Change History

Releases

Version 1.9.6.1 (23 Jan 2008) [zip] [tgz]
Fixed charset regression reported by
Version 1.9.6 (14 Dec 2007) [zip] [tgz]
Changed license to Apache 2.0; boosted the version number to reflect the maturity of the project; re-organized project files to decouple it from the rest of the CyberNeko Tools for XNI; updated xercesMinimal.jar and source so that NekoHTML compiles using Xerces-J 2.9.1; changed default behavior to not normalize attribute values and added new feature to allow user to turn on normalization; modified build to target compilation for Java 1.3 as suggested by Jacob Kjome; adjusted <p> tag-balancing suggested by Jacob Kjome; and fixed issues 1723287, 1746732, and 1790414.
Version 0.9.5 (18 Jun 2005) [zip] [tgz]
Added feature submitted by Asgeir Asgeirsson to allow scanner to fix character entity references for Microsoft Windows® characters; stopped building nekohtmlXni.jar file by default; fixed handling of <blockquote> reported by Joseph Walton to better match browser behavior; fixed tag-balancing bug for unknown elements reported by Marc Guillemot and Vadim Tashlikovich; fixed mapping of encoding name in <meta> element reported by Marc Guillemot; changed tag-balancing to allow headers inside of links suggested by Laurens Fridael; applied attribute namespace patch from Joseph Walton; fixed namespace bug for "xml" prefixes reported by Asgeir Asgeirsson; fixed namespace bug for "xmlns" prefixes reported by Johannes Koch; and fixed no-such-method exception bug when using augmentations feature with older versions of Xerces2 reported by Hans Donner.
Version 0.9.4 (17 Nov 2004) [zip] [tgz]
Fixed typo in proviso 5 of the license agreement; added features to strip CDATA delimiters (i.e. "<![CDATA[" and "]]>") from <script> and <style> elements suggested by Dan Sojka; fixed tag-balancing problem reported by Egor Samarkhanov; applied augmentations patches donated by Marc-André Morissette; implemented augmentation performance enhancements inspired by Marc-André Morissette; fixed ignore-outside-content bug reported by Chris Erskine; and updated link to Xerces download site.
Version 0.9.3 (30 Jun 2004) [zip] [tgz]
Implemented scanning of XML declaration; fixed <script> tag scanning bug reported by Vasiliev Ivan; added Version class and manifest entries to query product information; and fixed some Javadoc errors.
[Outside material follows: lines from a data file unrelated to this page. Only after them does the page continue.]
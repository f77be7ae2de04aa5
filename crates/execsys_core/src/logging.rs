//! Core logging bootstrap.
//!
//! # Responsibility
//! - Initialize file-based rolling logs at most once per process.
//! - Keep diagnostic events metadata-only (`event=... module=... status=...`).
//!
//! # Invariants
//! - Init is idempotent for the same level and directory.
//! - Reconfiguration with a different level or directory is rejected.
//! - Init never panics; the core also works when no logger is installed.

use flexi_logger::{Cleanup, Criterion, FileSpec, Logger, LoggerHandle, Naming, WriteMode};
use log::{error, info};
use once_cell::sync::OnceCell;
use std::path::{Path, PathBuf};

const LOG_FILE_BASENAME: &str = "execsys";
const MAX_LOG_FILE_SIZE_BYTES: u64 = 5 * 1024 * 1024;
const MAX_LOG_FILES: usize = 3;
const MAX_PANIC_PAYLOAD_CHARS: usize = 160;

static LOGGING_STATE: OnceCell<LoggingState> = OnceCell::new();
static PANIC_HOOK_INSTALLED: OnceCell<()> = OnceCell::new();

struct LoggingState {
    level: &'static str,
    log_dir: PathBuf,
    _logger: LoggerHandle,
}

/// Starts rolling file logs under `log_dir` at `level`.
///
/// # Errors
/// - `level` is not one of `trace|debug|info|warn|error`.
/// - `log_dir` is empty, relative, or cannot be created.
/// - Logging is already running with a different level or directory.
/// - The logger backend fails to start.
pub fn init_logging(level: &str, log_dir: &str) -> Result<(), String> {
    let level = normalize_level(level)?;
    let log_dir = normalize_log_dir(log_dir)?;

    if let Some(state) = LOGGING_STATE.get() {
        return ensure_same_config(state, level, &log_dir);
    }

    let state = LOGGING_STATE.get_or_try_init(|| start_logger(level, &log_dir))?;
    ensure_same_config(state, level, &log_dir)
}

/// Returns `(level, log_dir)` when logging is active.
pub fn logging_status() -> Option<(&'static str, PathBuf)> {
    LOGGING_STATE
        .get()
        .map(|state| (state.level, state.log_dir.clone()))
}

/// `debug` for debug builds, `info` otherwise.
pub fn default_log_level() -> &'static str {
    if cfg!(debug_assertions) {
        "debug"
    } else {
        "info"
    }
}

fn start_logger(level: &'static str, log_dir: &Path) -> Result<LoggingState, String> {
    std::fs::create_dir_all(log_dir).map_err(|err| {
        format!(
            "failed to create log directory `{}`: {err}",
            log_dir.display()
        )
    })?;

    let logger = Logger::try_with_str(level)
        .map_err(|err| format!("invalid log level `{level}`: {err}"))?
        .log_to_file(
            FileSpec::default()
                .directory(log_dir)
                .basename(LOG_FILE_BASENAME),
        )
        .rotate(
            Criterion::Size(MAX_LOG_FILE_SIZE_BYTES),
            Naming::Numbers,
            Cleanup::KeepLogFiles(MAX_LOG_FILES),
        )
        .write_mode(WriteMode::BufferAndFlush)
        .append()
        // Format: [YYYY-MM-DD HH:MM:SS.ffffff TZ] LEVEL [module] file:line: message
        .format_for_files(flexi_logger::detailed_format)
        .start()
        .map_err(|err| format!("failed to start logger: {err}"))?;

    install_panic_hook_once();

    info!(
        "event=execsys_start module=core status=ok platform={} version={} level={} log_dir={}",
        std::env::consts::OS,
        env!("CARGO_PKG_VERSION"),
        level,
        log_dir.display()
    );

    Ok(LoggingState {
        level,
        log_dir: log_dir.to_path_buf(),
        _logger: logger,
    })
}

fn ensure_same_config(
    state: &LoggingState,
    level: &'static str,
    log_dir: &Path,
) -> Result<(), String> {
    if state.log_dir != log_dir {
        return Err(format!(
            "logging already initialized at `{}`; refusing to switch to `{}`",
            state.log_dir.display(),
            log_dir.display()
        ));
    }
    if state.level != level {
        return Err(format!(
            "logging already initialized with level `{}`; refusing to switch to `{}`",
            state.level, level
        ));
    }
    Ok(())
}

fn normalize_level(level: &str) -> Result<&'static str, String> {
    match level.trim().to_ascii_lowercase().as_str() {
        "trace" => Ok("trace"),
        "debug" => Ok("debug"),
        "info" => Ok("info"),
        "warn" | "warning" => Ok("warn"),
        "error" => Ok("error"),
        other => Err(format!(
            "unsupported log level `{other}`; expected trace|debug|info|warn|error"
        )),
    }
}

fn normalize_log_dir(log_dir: &str) -> Result<PathBuf, String> {
    let trimmed = log_dir.trim();
    if trimmed.is_empty() {
        return Err("log_dir cannot be empty".to_string());
    }
    let path = Path::new(trimmed);
    if !path.is_absolute() {
        return Err(format!("log_dir must be an absolute path, got `{trimmed}`"));
    }
    Ok(path.to_path_buf())
}

fn install_panic_hook_once() {
    if PANIC_HOOK_INSTALLED.set(()).is_err() {
        return;
    }

    let previous_hook = std::panic::take_hook();
    std::panic::set_hook(Box::new(move |panic_info| {
        // Payloads can carry project titles; flatten and cap before logging.
        let location = panic_info
            .location()
            .map(|loc| format!("{}:{}", loc.file(), loc.line()))
            .unwrap_or_else(|| "unknown".to_string());
        let payload = if let Some(message) = panic_info.payload().downcast_ref::<&str>() {
            (*message).to_string()
        } else if let Some(message) = panic_info.payload().downcast_ref::<String>() {
            message.clone()
        } else {
            "non-string panic payload".to_string()
        };
        error!(
            "event=panic_captured module=core status=error location={} payload={}",
            location,
            sanitize_message(&payload, MAX_PANIC_PAYLOAD_CHARS)
        );
        previous_hook(panic_info);
    }));
}

fn sanitize_message(value: &str, max_chars: usize) -> String {
    let flattened = value.replace(['\n', '\r'], " ");
    let mut truncated: String = flattened.chars().take(max_chars).collect();
    if flattened.chars().count() > max_chars {
        truncated.push_str("...");
    }
    truncated
}

#[cfg(test)]
mod tests {
    use super::{
        init_logging, logging_status, normalize_level, normalize_log_dir, sanitize_message,
    };
    use std::path::PathBuf;
    use std::time::{SystemTime, UNIX_EPOCH};

    // Outlives the test: the logger keeps writing here for the whole process.
    fn unique_log_dir(suffix: &str) -> PathBuf {
        let nanos = SystemTime::now()
            .duration_since(UNIX_EPOCH)
            .unwrap()
            .as_nanos();
        std::env::temp_dir().join(format!(
            "execsys-logging-{suffix}-{}-{nanos}",
            std::process::id()
        ))
    }

    #[test]
    fn normalize_level_accepts_known_values() {
        assert_eq!(normalize_level("INFO").unwrap(), "info");
        assert_eq!(normalize_level(" warning ").unwrap(), "warn");
        assert!(normalize_level("verbose").is_err());
    }

    #[test]
    fn normalize_log_dir_rejects_relative_and_empty_paths() {
        assert!(normalize_log_dir("logs/dev").unwrap_err().contains("absolute"));
        assert!(normalize_log_dir("  ").unwrap_err().contains("empty"));
    }

    #[test]
    fn sanitize_message_flattens_and_truncates() {
        let sanitized = sanitize_message("line1\nline2\rline3", 8);
        assert!(!sanitized.contains('\n'));
        assert!(!sanitized.contains('\r'));
        assert!(sanitized.ends_with("..."));
    }

    #[test]
    fn init_is_idempotent_and_rejects_reconfiguration() {
        let first = unique_log_dir("idempotent");
        let second = unique_log_dir("different");
        let first_dir = first.to_str().unwrap().to_string();
        let second_dir = second.to_str().unwrap().to_string();

        init_logging("info", &first_dir).unwrap();
        init_logging("info", &first_dir).unwrap();

        let level_error = init_logging("debug", &first_dir).unwrap_err();
        assert!(level_error.contains("refusing to switch"));
        let dir_error = init_logging("info", &second_dir).unwrap_err();
        assert!(dir_error.contains("refusing to switch"));

        let (level, dir) = logging_status().unwrap();
        assert_eq!(level, "info");
        assert_eq!(dir, first);
    }
}
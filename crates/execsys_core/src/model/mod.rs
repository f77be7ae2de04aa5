//! Domain model for the execution-system corpus.
//!
//! # Responsibility
//! - Define project lifecycle folders, project types and identifiers.
//! - Define the open-work line item shape shared by scanners.
//!
//! # Invariants
//! - Every value here is plain data; nothing caches filesystem state.

pub mod action;
pub mod project;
Version 0.9.2 (31 Mar 2004) [zip] [tgz]
Fixed entity reference scanning and tag-balancing bugs identified by Tommy Sandström; fixed tag-balancing bug reported by Oliver Pfeiffer; fixed doctype scanning bug reported by Jonathan Baxter; updated Purifier filter to synthesize missing namespace bindings; updated Writer filter to convert all known characters back to their entity names; and updated implementation to work with Xerces-J 2.6.2 that removed the ObjectFactory class in the org.apache.xerces.util package.
Version 0.9.1 (24 Feb 2004) [zip] [tgz]
Fixed namespace binding bug reported by Jonathan Baxter.
Version 0.9 (19 Feb 2004) [zip] [tgz]
Implemented scanning of CDATA sections; implemented namespace processing; added features to override namespace bindings, insert namespace bindings if not present, override doctype public and system identifiers, and insert doctype declaration if not present; added a filter to allow applications to "purify" the input, ensuring that the output is well-formed XML; added missing location augmentations from document type declaration callback; fixed newline scanning bugs reported by Jonathan Baxter; and fixed comment scanning bugs and infinite loop bug caused by extremely long element and attribute names found by Ram Subbaroyan.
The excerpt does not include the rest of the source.